3. Consequências processuais da vigência do acto revogado
Quid juris, quanto às consequências processuais, de ter renascido o acto revogado, de 5 Agosto de 2013?
Ou se entende que, não obstante o silêncio da lei, se deve ter por caducado o requerimento de substituição do objecto do recurso, deduzido ao abrigo do n.º 1 do artigo 79.º do CPAC (fls.79) e, assim, deve o processo prosseguir a sua tramitação tendo por objecto o acto revogado, para os termos dos artigos 58.º e seguintes do CPAC (fls 76).
Nunca se poderia conhecer, sem mais, agora do mérito do acto revogado (como parece sugerir o Ex.mo Magistrado do MP), já que as partes não tiveram oportunidade de alegar no recurso contencioso (artigo 68.º do CPAC), nem o MP de emitir parecer sobre os vícios imputados a tal acto.
Ou se entende que o recorrente tem que impugnar novamente o acto revogado em novo processo, como entende o acórdão recorrido.
Não só por evidentes razões de economia processual, mas também porque se deve entender ter caducado o requerimento de substituição do objecto do recurso, deduzido ao abrigo do n.º 1 do artigo 79.º do CPAC (fls.79), opinamos pela 1.ª solução.
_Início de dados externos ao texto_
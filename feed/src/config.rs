use std::time::Duration;

pub const DEFAULT_FEED_BASE_URL: &str = "https://query.idleclans.com/api/";
pub const LATEST_PRICES_PATH: &str = "PlayerMarket/items/prices/latest";
pub const COMPREHENSIVE_PRICES_PATH: &str = "PlayerMarket/items/prices/latest/comprehensive";
pub const PLAYER_PROFILE_PATH: &str = "Player/profile";

pub const DEFAULT_FEED_TIMEOUT_SECS: u64 = 8;
pub const DEFAULT_FEED_CONNECT_TIMEOUT_SECS: u64 = 3;
pub const DEFAULT_MARKET_POLL_INTERVAL_SECS: u64 = 300; // 5 minutes
pub const DEFAULT_DETAIL_MAX_CONCURRENCY: usize = 4;
pub const DEFAULT_DETAIL_TOP_N: usize = 5;
pub const MAX_PLAYER_NAME_LEN: usize = 32;

pub fn feed_base_url() -> String {
    std::env::var("FEED_BASE_URL")
        .ok()
        .map(|value| value.trim().to_string())
        .filter(|value| !value.is_empty())
        .map(|value| {
            if value.ends_with('/') {
                value
            } else {
                format!("{value}/")
            }
        })
        .unwrap_or_else(|| DEFAULT_FEED_BASE_URL.to_string())
}

pub fn feed_timeout() -> Duration {
    std::env::var("FEED_TIMEOUT_SECS")
        .ok()
        .and_then(|value| value.parse::<u64>().ok())
        .filter(|value| *value > 0)
        .map(Duration::from_secs)
        .unwrap_or_else(|| Duration::from_secs(DEFAULT_FEED_TIMEOUT_SECS))
}

pub fn feed_connect_timeout() -> Duration {
    std::env::var("FEED_CONNECT_TIMEOUT_SECS")
        .ok()
        .and_then(|value| value.parse::<u64>().ok())
        .filter(|value| *value > 0)
        .map(Duration::from_secs)
        .unwrap_or_else(|| Duration::from_secs(DEFAULT_FEED_CONNECT_TIMEOUT_SECS))
}

pub fn market_poll_interval() -> Duration {
    std::env::var("MARKET_POLL_INTERVAL_SECS")
        .ok()
        .and_then(|value| value.parse::<u64>().ok())
        .filter(|value| *value > 0)
        .map(Duration::from_secs)
        .unwrap_or_else(|| Duration::from_secs(DEFAULT_MARKET_POLL_INTERVAL_SECS))
}

pub fn underpriced_threshold() -> f64 {
    std::env::var("UNDERPRICED_THRESHOLD")
        .ok()
        .and_then(|value| value.parse::<f64>().ok())
        .filter(|value| *value > 0.0 && *value <= 1.0)
        .unwrap_or(clanboard_shared::DEFAULT_UNDERPRICED_THRESHOLD)
}

pub fn detail_max_concurrency() -> usize {
    std::env::var("DETAIL_MAX_CONCURRENCY")
        .ok()
        .and_then(|value| value.parse::<usize>().ok())
        .filter(|value| *value > 0)
        .unwrap_or(DEFAULT_DETAIL_MAX_CONCURRENCY)
}

/// Zero disables order book lookups.
pub fn detail_top_n() -> usize {
    std::env::var("DETAIL_TOP_N")
        .ok()
        .and_then(|value| value.parse::<usize>().ok())
        .unwrap_or(DEFAULT_DETAIL_TOP_N)
}

pub fn startup_player() -> Option<String> {
    std::env::var("CLANBOARD_PLAYER")
        .ok()
        .map(|value| value.trim().to_string())
        .filter(|value| !value.is_empty())
}
pub mod market_watch;
pub mod player_summary;
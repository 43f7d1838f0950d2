use std::fmt;
use std::sync::Arc;
use std::sync::atomic::{AtomicI64, Ordering};
use std::time::Duration;

use chrono::Utc;
use clanboard_shared::{ComprehensiveItemDetail, MarketPriceRecord, PlayerProfile};
use reqwest::header::{CACHE_CONTROL, PRAGMA};
use serde::de::DeserializeOwned;
use thiserror::Error;
use tracing::debug;

use crate::config::{
    COMPREHENSIVE_PRICES_PATH, LATEST_PRICES_PATH, MAX_PLAYER_NAME_LEN, PLAYER_PROFILE_PATH,
    feed_base_url, feed_connect_timeout, feed_timeout,
};

#[derive(Debug, Clone, Copy, PartialEq, Eq)]
pub enum FeedOperation {
    LatestPrices,
    ItemDetail(u32),
    PlayerProfile,
}

impl fmt::Display for FeedOperation {
    fn fmt(&self, f: &mut fmt::Formatter<'_>) -> fmt::Result {
        match self {
            FeedOperation::LatestPrices => f.write_str("latest prices"),
            FeedOperation::ItemDetail(item_id) => write!(f, "item detail for {item_id}"),
            FeedOperation::PlayerProfile => f.write_str("player profile"),
        }
    }
}

#[derive(Debug, Error)]
pub enum FeedError {
    #[error("{operation} timed out after {}ms", timeout.as_millis())]
    Timeout {
        operation: FeedOperation,
        timeout: Duration,
    },

    #[error("{operation} returned HTTP {status}")]
    Status {
        operation: FeedOperation,
        status: reqwest::StatusCode,
    },

    #[error("{operation} request failed: {source}")]
    Transport {
        operation: FeedOperation,
        #[source]
        source: reqwest::Error,
    },

    #[error("{operation} returned an unreadable payload: {source}")]
    Decode {
        operation: FeedOperation,
        #[source]
        source: serde_json::Error,
    },

    #[error("invalid player name `{0}`")]
    InvalidPlayerName(String),

    #[error("invalid feed base URL `{0}`")]
    InvalidBaseUrl(String),

    #[error("failed to build HTTP client: {0}")]
    Client(#[source] reqwest::Error),
}

impl FeedError {
    pub fn is_timeout(&self) -> bool {
        matches!(self, FeedError::Timeout { .. })
    }

    pub fn operation(&self) -> Option<FeedOperation> {
        match self {
            FeedError::Timeout { operation, .. }
            | FeedError::Status { operation, .. }
            | FeedError::Transport { operation, .. }
            | FeedError::Decode { operation, .. } => Some(*operation),
            FeedError::InvalidPlayerName(_)
            | FeedError::InvalidBaseUrl(_)
            | FeedError::Client(_) => None,
        }
    }
}

/// Strictly increasing millisecond stamps for the cache-busting query parameter.
#[derive(Debug, Default)]
pub struct CacheBuster {
    last: AtomicI64,
}

impl CacheBuster {
    pub fn next(&self) -> i64 {
        let now = Utc::now().timestamp_millis();
        let previous = self
            .last
            .fetch_update(Ordering::AcqRel, Ordering::Acquire, |prev| {
                Some(now.max(prev + 1))
            })
            .unwrap_or_else(|prev| prev);
        now.max(previous + 1)
    }
}

/// Client for the game's public market and player endpoints.
///
/// The upstream caches aggressively, so every request carries no-cache
/// headers and a fresh `_` query stamp. Each call is bounded by `timeout`;
/// nothing is retried.
#[derive(Debug, Clone)]
pub struct PriceFeedClient {
    http: reqwest::Client,
    base_url: reqwest::Url,
    timeout: Duration,
    cache_buster: Arc<CacheBuster>,
}

impl PriceFeedClient {
    pub fn new(
        base_url: &str,
        timeout: Duration,
        connect_timeout: Duration,
    ) -> Result<Self, FeedError> {
        let base_url = reqwest::Url::parse(base_url)
            .ok()
            .filter(|url| !url.cannot_be_a_base())
            .ok_or_else(|| FeedError::InvalidBaseUrl(base_url.to_string()))?;
        let http = reqwest::Client::builder()
            .user_agent(concat!("clanboard/", env!("CARGO_PKG_VERSION")))
            .connect_timeout(connect_timeout)
            .build()
            .map_err(FeedError::Client)?;
        Ok(Self {
            http,
            base_url,
            timeout,
            cache_buster: Arc::new(CacheBuster::default()),
        })
    }

    pub fn from_env() -> Result<Self, FeedError> {
        Self::new(&feed_base_url(), feed_timeout(), feed_connect_timeout())
    }

    pub fn base_url(&self) -> &reqwest::Url {
        &self.base_url
    }

    pub fn timeout(&self) -> Duration {
        self.timeout
    }

    pub async fn latest_prices(&self) -> Result<Vec<MarketPriceRecord>, FeedError> {
        let url = self.endpoint(LATEST_PRICES_PATH, &[])?;
        self.get_json(FeedOperation::LatestPrices, url).await
    }

    /// Order book for one item, sell side ascending and buy side descending.
    pub async fn item_detail(&self, item_id: u32) -> Result<ComprehensiveItemDetail, FeedError> {
        let id = item_id.to_string();
        let url = self.endpoint(COMPREHENSIVE_PRICES_PATH, &[id.as_str()])?;
        let detail: ComprehensiveItemDetail =
            self.get_json(FeedOperation::ItemDetail(item_id), url).await?;
        Ok(detail.normalized())
    }

    pub async fn player_profile(&self, name: &str) -> Result<PlayerProfile, FeedError> {
        let name = normalize_player_name(name)?;
        let url = self.endpoint(PLAYER_PROFILE_PATH, &[name])?;
        self.get_json(FeedOperation::PlayerProfile, url).await
    }

    fn endpoint(&self, path: &str, extra_segments: &[&str]) -> Result<reqwest::Url, FeedError> {
        let mut url = self.base_url.clone();
        let Ok(mut path_segments) = url.path_segments_mut() else {
            return Err(FeedError::InvalidBaseUrl(self.base_url.to_string()));
        };
        path_segments.pop_if_empty();
        path_segments.extend(path.split('/'));
        path_segments.extend(extra_segments);
        drop(path_segments);

        url.query_pairs_mut()
            .append_pair("_", &self.cache_buster.next().to_string());
        Ok(url)
    }

    async fn get_json<T: DeserializeOwned>(
        &self,
        operation: FeedOperation,
        url: reqwest::Url,
    ) -> Result<T, FeedError> {
        debug!(%operation, %url, "requesting feed");
        let request = async {
            let resp = self
                .http
                .get(url)
                .header(CACHE_CONTROL, "no-cache")
                .header(PRAGMA, "no-cache")
                .send()
                .await
                .map_err(|source| self.transport_error(operation, source))?;

            let status = resp.status();
            if !status.is_success() {
                return Err(FeedError::Status { operation, status });
            }

            let body = resp
                .bytes()
                .await
                .map_err(|source| self.transport_error(operation, source))?;
            serde_json::from_slice(&body).map_err(|source| FeedError::Decode { operation, source })
        };

        match tokio::time::timeout(self.timeout, request).await {
            Ok(result) => result,
            Err(_) => Err(FeedError::Timeout {
                operation,
                timeout: self.timeout,
            }),
        }
    }

    fn transport_error(&self, operation: FeedOperation, source: reqwest::Error) -> FeedError {
        if source.is_timeout() {
            FeedError::Timeout {
                operation,
                timeout: self.timeout,
            }
        } else {
            FeedError::Transport { operation, source }
        }
    }
}

fn normalize_player_name(name: &str) -> Result<&str, FeedError> {
    let trimmed = name.trim();
    if trimmed.is_empty() || trimmed.len() > MAX_PLAYER_NAME_LEN {
        return Err(FeedError::InvalidPlayerName(name.to_string()));
    }

    if trimmed
        .chars()
        .any(|ch| ch.is_control() || matches!(ch, '/' | '\\' | '?' | '#'))
    {
        return Err(FeedError::InvalidPlayerName(name.to_string()));
    }

    Ok(trimmed)
}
É que, se o recorrente interpusesse um novo recurso contencioso do acto revogado, só poderia suscitar os mesmos vícios que suscitou no primitivo recurso contencioso, pois a não ser assim, estava em causa fraude à norma que prevê um prazo para a interposição de recurso de actos anuláveis.
Logo, não há nenhum prejuízo e só há benefícios na opção pela 1.ª solução.
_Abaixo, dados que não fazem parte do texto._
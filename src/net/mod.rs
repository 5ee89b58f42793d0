//! Raw-socket constructors for the reactor and dispatcher to register.
//!
//! Deliberately thin: these hand back an owned [`crate::fd::Fd`] rather than
//! a `std::net` type, because every caller in this crate immediately feeds
//! the raw fd into a `Selector`/`Reactor` registration rather than using
//! `std::net`'s blocking read/write API.

pub mod tcp;
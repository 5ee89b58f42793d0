use std::os::unix::io::{AsRawFd, RawFd};

/// Sentinel meaning "no descriptor held".
const NONE: RawFd = -1;

/// A move-only, close-on-drop file descriptor. `release()` hands the
/// descriptor to code that will own and close it itself.
#[derive(Debug)]
pub struct Fd(RawFd);

impl Fd {
    /// Takes ownership of an already-open descriptor.
    ///
    /// # Safety
    /// `raw` must be a valid, open descriptor not owned elsewhere.
    pub unsafe fn from_raw(raw: RawFd) -> Fd {
        debug_assert!(raw >= 0);
        Fd(raw)
    }

    pub fn raw(&self) -> RawFd {
        self.0
    }

    /// Surrenders the descriptor without closing it. The `Fd` becomes the
    /// sentinel and will no longer close anything on drop.
    pub fn release(mut self) -> RawFd {
        let raw = self.0;
        self.0 = NONE;
        raw
    }

    fn is_live(&self) -> bool {
        self.0 != NONE
    }
}

impl AsRawFd for Fd {
    fn as_raw_fd(&self) -> RawFd {
        self.0
    }
}

impl Drop for Fd {
    fn drop(&mut self) {
        if self.is_live() {
            // SAFETY: `self.0` is a descriptor we own exclusively; closing it
            // here is the one and only close in its lifetime.
            unsafe {
                libc::close(self.0);
            }
        }
    }
}

#[cfg(test)]
mod tests {
    use super::*;

    #[test]
    fn release_suppresses_close() {
        let (r, w) = unsafe {
            let mut fds = [0; 2];
            assert_eq!(libc::pipe(fds.as_mut_ptr()), 0);
            (Fd::from_raw(fds[0]), Fd::from_raw(fds[1]))
        };
        let raw = r.raw();
        let released = r.release();
        assert_eq!(raw, released);
        // We now own the close; clean up manually so the test doesn't leak.
        unsafe {
            libc::close(released);
        }
        drop(w);
    }

    #[test]
    fn drop_closes_exactly_once() {
        let mut fds = [0; 2];
        unsafe {
            assert_eq!(libc::pipe(fds.as_mut_ptr()), 0);
        }
        let fd = unsafe { Fd::from_raw(fds[0]) };
        drop(fd);
        // Second close on the same raw fd should now fail (EBADF), proving
        // drop actually closed it and isn't double-closing under the hood.
        let rc = unsafe { libc::close(fds[0]) };
        assert_eq!(rc, -1);
        unsafe {
            libc::close(fds[1]);
        }
    }
}
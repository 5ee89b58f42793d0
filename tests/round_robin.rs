use std::io::Write;
use std::net::TcpStream;
use std::os::unix::io::RawFd;
use std::sync::atomic::{AtomicUsize, Ordering};
use std::sync::{Arc, Mutex};
use std::thread;
use std::time::Duration;

use vortex::net::tcp::ServerSocket;
use vortex::{ConcurrentReactors, DispatchConfig};

/// 4 workers, 16 clients connecting in rapid succession: each worker should
/// receive exactly 4 of the accepted fds.
#[test]
fn distributes_sixteen_clients_across_four_workers() {
    drop(env_logger::try_init());

    const WORKERS: usize = 4;
    const CLIENTS: usize = 16;

    let mut dispatcher = ConcurrentReactors::new().unwrap();
    dispatcher
        .init_workers(DispatchConfig {
            worker_count: WORKERS,
            worker_timeout_ms: 50,
        })
        .unwrap();

    let hits = Arc::new(Mutex::new(vec![0usize; WORKERS]));
    let next_worker_slot = Arc::new(AtomicUsize::new(0));
    let thread_slots: Arc<Mutex<std::collections::HashMap<std::thread::ThreadId, usize>>> =
        Arc::new(Mutex::new(std::collections::HashMap::new()));

    let hits2 = Arc::clone(&hits);
    let next_worker_slot2 = Arc::clone(&next_worker_slot);
    let thread_slots2 = Arc::clone(&thread_slots);
    dispatcher.set_readable_cb(move |fd: RawFd| {
        let tid = thread::current().id();
        let slot = *thread_slots2.lock().unwrap().entry(tid).or_insert_with(|| {
            next_worker_slot2.fetch_add(1, Ordering::SeqCst)
        });

        let mut buf = [0u8; 16];
        unsafe {
            libc::read(fd, buf.as_mut_ptr() as *mut libc::c_void, buf.len());
        }
        hits2.lock().unwrap()[slot % WORKERS] += 1;
    });

    let listener = ServerSocket::listen_req("127.0.0.1", 0).unwrap();
    let port = listener.local_port().unwrap();
    dispatcher.bind_listening_socket(listener.into_fd()).unwrap();

    let handles = dispatcher.handles();
    let join = thread::spawn(move || {
        dispatcher.activate().unwrap();
        dispatcher
    });
    thread::sleep(Duration::from_millis(50));

    for _ in 0..CLIENTS {
        let mut s = TcpStream::connect(("127.0.0.1", port)).unwrap();
        s.write_all(b"hi").unwrap();
        thread::sleep(Duration::from_millis(10));
    }
    thread::sleep(Duration::from_millis(150));

    for h in handles {
        h.shutdown();
    }
    let mut dispatcher = join.join().unwrap();
    dispatcher.destroy();

    let totals = hits.lock().unwrap();
    assert_eq!(totals.iter().sum::<usize>(), CLIENTS);
    // Distinct worker threads each took an equal share, since the dispatcher
    // hands connections off round robin and every client sent exactly once.
    assert_eq!(totals.len(), WORKERS);
    for &count in totals.iter() {
        assert_eq!(count, CLIENTS / WORKERS);
    }
}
Deste modo, deve o processo regressar ao TSI para prosseguir a sua tramitação, o que decide.

IV – Decisão
Face ao expendido, concede-se provimento ao recurso, revoga-se o acórdão recorrido, anula-se o despacho do Secretário para a Segurança, de 15 de Maio de 2014 e determina-se que o TSI conheça do recurso contencioso interposto contra o despacho do Secretário para a Segurança, de 5 Agosto de 2013.
Sem custas.
Macau, 19 de Julho de 2019.

Juízes: Viriato Manuel Pinheiro de Lima (Relator) – Song Man Lei – Sam Hou Fai
 
O Magistrado do Ministério Público
presente na conferência: Joaquim Teixeira de Sousa

     1 VIRIATO LIMA e ÁLVARO DANTAS, Código de Processo Administrativo Contencioso Anotado, Macau, CFJJ, 2015, p. 257.
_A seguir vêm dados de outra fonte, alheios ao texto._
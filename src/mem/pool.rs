//! Fixed-size block allocator: a stack of equally-sized blocks, `get()`
//! pops one (allocating a fresh one if the stack is empty). [`Block`]
//! returns itself to its [`Pool`]'s free list automatically on `Drop`.

use std::sync::{Arc, Mutex};

struct Inner {
    block_size: usize,
    free: Vec<Box<[u8]>>,
}

/// A pool of equally-sized byte blocks. Cheap to clone; clones share the
/// same underlying free list.
#[derive(Clone)]
pub struct Pool {
    inner: Arc<Mutex<Inner>>,
}

impl Pool {
    /// Creates a pool pre-filled with `count` blocks of `block_size`
    /// bytes.
    pub fn with_capacity(count: usize, block_size: usize) -> Pool {
        let free = (0..count)
            .map(|_| vec![0u8; block_size].into_boxed_slice())
            .collect();
        Pool {
            inner: Arc::new(Mutex::new(Inner { block_size, free })),
        }
    }

    /// Takes a block from the pool, allocating a fresh one if it's empty.
    pub fn get(&self) -> Block {
        let mut inner = self.inner.lock().expect("pool mutex poisoned");
        let bytes = inner
            .free
            .pop()
            .unwrap_or_else(|| vec![0u8; inner.block_size].into_boxed_slice());
        Block {
            bytes: Some(bytes),
            pool: Arc::clone(&self.inner),
        }
    }

    /// Blocks currently sitting idle in the pool.
    pub fn available(&self) -> usize {
        self.inner.lock().expect("pool mutex poisoned").free.len()
    }
}

/// A block checked out of a [`Pool`]. Returns itself to the pool's free
/// list when dropped.
pub struct Block {
    bytes: Option<Box<[u8]>>,
    pool: Arc<Mutex<Inner>>,
}

impl std::ops::Deref for Block {
    type Target = [u8];
    fn deref(&self) -> &[u8] {
        self.bytes.as_deref().expect("block bytes taken before drop")
    }
}

impl std::ops::DerefMut for Block {
    fn deref_mut(&mut self) -> &mut [u8] {
        self.bytes.as_deref_mut().expect("block bytes taken before drop")
    }
}

impl Drop for Block {
    fn drop(&mut self) {
        if let Some(bytes) = self.bytes.take() {
            self.pool.lock().expect("pool mutex poisoned").free.push(bytes);
        }
    }
}

#[cfg(test)]
mod tests {
    use super::*;

    #[test]
    fn reclaims_block_on_drop() {
        let pool = Pool::with_capacity(2, 64);
        assert_eq!(pool.available(), 2);

        let block = pool.get();
        assert_eq!(pool.available(), 1);
        drop(block);
        assert_eq!(pool.available(), 2);
    }

    #[test]
    fn allocates_fresh_block_when_empty() {
        let pool = Pool::with_capacity(0, 32);
        let block = pool.get();
        assert_eq!(block.len(), 32);
    }
}
use std::fmt;
use std::io;

/// Alias for `Result<T, Error>`, used throughout the crate.
pub type Result<T> = std::result::Result<T, Error>;

/// Errors surfaced across reactor, dispatch and logger boundaries.
///
/// OS-level registration failures pass through as [`Error::Io`]; misuse of
/// the library's single-init contracts becomes [`Error::DoubleInitialization`]
/// or [`Error::Configuration`]; `activate()` without a bound listener is
/// [`Error::NotBound`].
#[derive(Debug)]
pub enum Error {
    /// An OS call (epoll_ctl, socket option, bind, ...) failed.
    Io(io::Error),
    /// The caller asked for something the component isn't configured for.
    Configuration(&'static str),
    /// A process-wide singleton (logger, signal self-pipe) was initialized
    /// more than once.
    DoubleInitialization(&'static str),
    /// `activate()` was called on a dispatcher with no listening socket bound.
    NotBound,
}

impl fmt::Display for Error {
    fn fmt(&self, f: &mut fmt::Formatter<'_>) -> fmt::Result {
        match self {
            Error::Io(e) => write!(f, "{e}"),
            Error::Configuration(msg) => write!(f, "configuration error: {msg}"),
            Error::DoubleInitialization(what) => write!(f, "{what} initialized twice"),
            Error::NotBound => write!(f, "activate() called without a bound listening socket"),
        }
    }
}

impl std::error::Error for Error {
    fn source(&self) -> Option<&(dyn std::error::Error + 'static)> {
        match self {
            Error::Io(e) => Some(e),
            _ => None,
        }
    }
}

impl From<io::Error> for Error {
    fn from(e: io::Error) -> Error {
        Error::Io(e)
    }
}
//! IPv4 TCP socket constructors: a listening socket bound to `ip:port`
//! with a fixed backlog, and a client socket that connects out.

use std::io;
use std::net::{Ipv4Addr, SocketAddrV4};
use std::os::unix::io::RawFd;
use std::str::FromStr;

use crate::error::Result;
use crate::fd::Fd;
use crate::sys::unix::sockopt;

/// Backlog passed to `listen(2)`.
const LISTEN_BACKLOG: libc::c_int = 30;

/// A bound, listening TCP socket. Hand it to
/// [`crate::dispatch::ConcurrentReactors::bind_listening_socket`] or
/// register it directly on a [`crate::reactor::Reactor`].
pub struct ServerSocket {
    fd: Fd,
}

impl ServerSocket {
    /// Creates a socket, sets `SO_REUSEADDR`, binds to `ip:port`, and
    /// starts listening. `port` of `0` asks the kernel for an ephemeral
    /// port; read it back with [`Self::local_port`].
    pub fn listen_req(ip: &str, port: u16) -> Result<ServerSocket> {
        let fd = new_stream_socket()?;
        sockopt::set_reuseaddr(fd.raw())?;

        let addr = parse_addr(ip, port)?;
        let (raw_addr, len) = sockaddr_in(addr);
        syscall(unsafe {
            libc::bind(fd.raw(), &raw_addr as *const _ as *const libc::sockaddr, len)
        })?;
        syscall(unsafe { libc::listen(fd.raw(), LISTEN_BACKLOG) })?;

        Ok(ServerSocket { fd })
    }

    /// Accepts one pending connection, if any; non-blocking callers should
    /// treat `WouldBlock` as "nothing pending right now".
    pub fn accept_req(&self) -> io::Result<Fd> {
        let accepted =
            unsafe { libc::accept(self.fd.raw(), std::ptr::null_mut(), std::ptr::null_mut()) };
        if accepted == -1 {
            return Err(io::Error::last_os_error());
        }
        // SAFETY: accept(2) just handed us a freshly-opened, exclusively
        // owned descriptor.
        Ok(unsafe { Fd::from_raw(accepted) })
    }

    pub fn raw(&self) -> RawFd {
        self.fd.raw()
    }

    /// The port actually bound, useful when [`Self::listen_req`] was asked
    /// for an ephemeral one.
    pub fn local_port(&self) -> io::Result<u16> {
        local_port(self.fd.raw())
    }

    /// Unwraps into the underlying [`Fd`], for handing to a reactor or
    /// dispatcher that takes ownership of the descriptor.
    pub fn into_fd(self) -> Fd {
        self.fd
    }
}

/// A TCP socket that has connected out to a remote peer.
pub struct ClientSocket {
    fd: Fd,
}

impl ClientSocket {
    /// Creates a socket and connects it to `remote_ip:remote_port`.
    pub fn launch_req(remote_ip: &str, remote_port: u16) -> Result<ClientSocket> {
        let fd = new_stream_socket()?;
        let addr = parse_addr(remote_ip, remote_port)?;
        let (raw_addr, len) = sockaddr_in(addr);
        syscall(unsafe {
            libc::connect(fd.raw(), &raw_addr as *const _ as *const libc::sockaddr, len)
        })?;
        Ok(ClientSocket { fd })
    }

    pub fn raw(&self) -> RawFd {
        self.fd.raw()
    }

    pub fn into_fd(self) -> Fd {
        self.fd
    }
}

fn new_stream_socket() -> Result<Fd> {
    let sock = unsafe { libc::socket(libc::PF_INET, libc::SOCK_STREAM, 0) };
    if sock == -1 {
        return Err(io::Error::last_os_error().into());
    }
    // SAFETY: socket(2) just handed us a freshly-opened, exclusively owned
    // descriptor.
    Ok(unsafe { Fd::from_raw(sock) })
}

fn parse_addr(ip: &str, port: u16) -> Result<SocketAddrV4> {
    let addr = Ipv4Addr::from_str(ip)
        .map_err(|_| crate::error::Error::Configuration("invalid IPv4 address"))?;
    Ok(SocketAddrV4::new(addr, port))
}

fn sockaddr_in(addr: SocketAddrV4) -> (libc::sockaddr_in, libc::socklen_t) {
    let mut raw: libc::sockaddr_in = unsafe { std::mem::zeroed() };
    raw.sin_family = libc::AF_INET as libc::sa_family_t;
    raw.sin_port = addr.port().to_be();
    raw.sin_addr.s_addr = u32::from_ne_bytes(addr.ip().octets());
    (raw, std::mem::size_of::<libc::sockaddr_in>() as libc::socklen_t)
}

fn local_port(fd: RawFd) -> io::Result<u16> {
    let mut raw: libc::sockaddr_in = unsafe { std::mem::zeroed() };
    let mut len = std::mem::size_of::<libc::sockaddr_in>() as libc::socklen_t;
    let rc = unsafe {
        libc::getsockname(
            fd,
            &mut raw as *mut _ as *mut libc::sockaddr,
            &mut len,
        )
    };
    if rc == -1 {
        return Err(io::Error::last_os_error());
    }
    Ok(u16::from_be(raw.sin_port))
}

fn syscall(ret: libc::c_int) -> io::Result<()> {
    if ret == -1 {
        Err(io::Error::last_os_error())
    } else {
        Ok(())
    }
}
   (2) É o entendimento, por exemplo, de MÁRIO AROSO DE ALMEIDA – CARLOS ALBERTO FERNANDES CADILHA, Comentário…, p. 428 e de PEDRO MACHETE, As limitações ratione temporis de atos secundários praticados na pendência de processos de impugnação, CJA, n.º 91, Janeiro/Fevereiro 2012, pp. 26 a 40. Em sentido contrário, sustentando que o artigo 64.º do CPTA Português revogou o n.º 1 do artigo 141.º, equivalentes, respectivamente, aos nossos artigos 79.º, n.º 1 do CPAC e 130.º, n.º 1 do CPA, JOSÉ CARLOS VIEIRA DE ANDRADE, A Justiça…, 12.ª edição, pp. 436 e 437, nota 1202, e, entre nós, JOSÉ CÂNDIDO DE PINHO, Manual…, pp. 182-183. Em termos dubitativos, MÁRIO ESTEVES DE OLIVEIRA – RODRIGO ESTEVES DE OLIVEIRA, Código…, p. 406. Na jurisprudência portuguesa, o STA tem vindo a entender que o artigo 64.º do CPTA (equivalente ao nosso artigo 79.º) não revogou o artigo 141.º, n.º 1, parte final do CPA (correspondente ao nosso artigo 130.º, n.º 1, parte final do CPA): cfr. Acórdão do STA de 21.06.2011, Processo 208/10, disponível em www.dgsi.pt.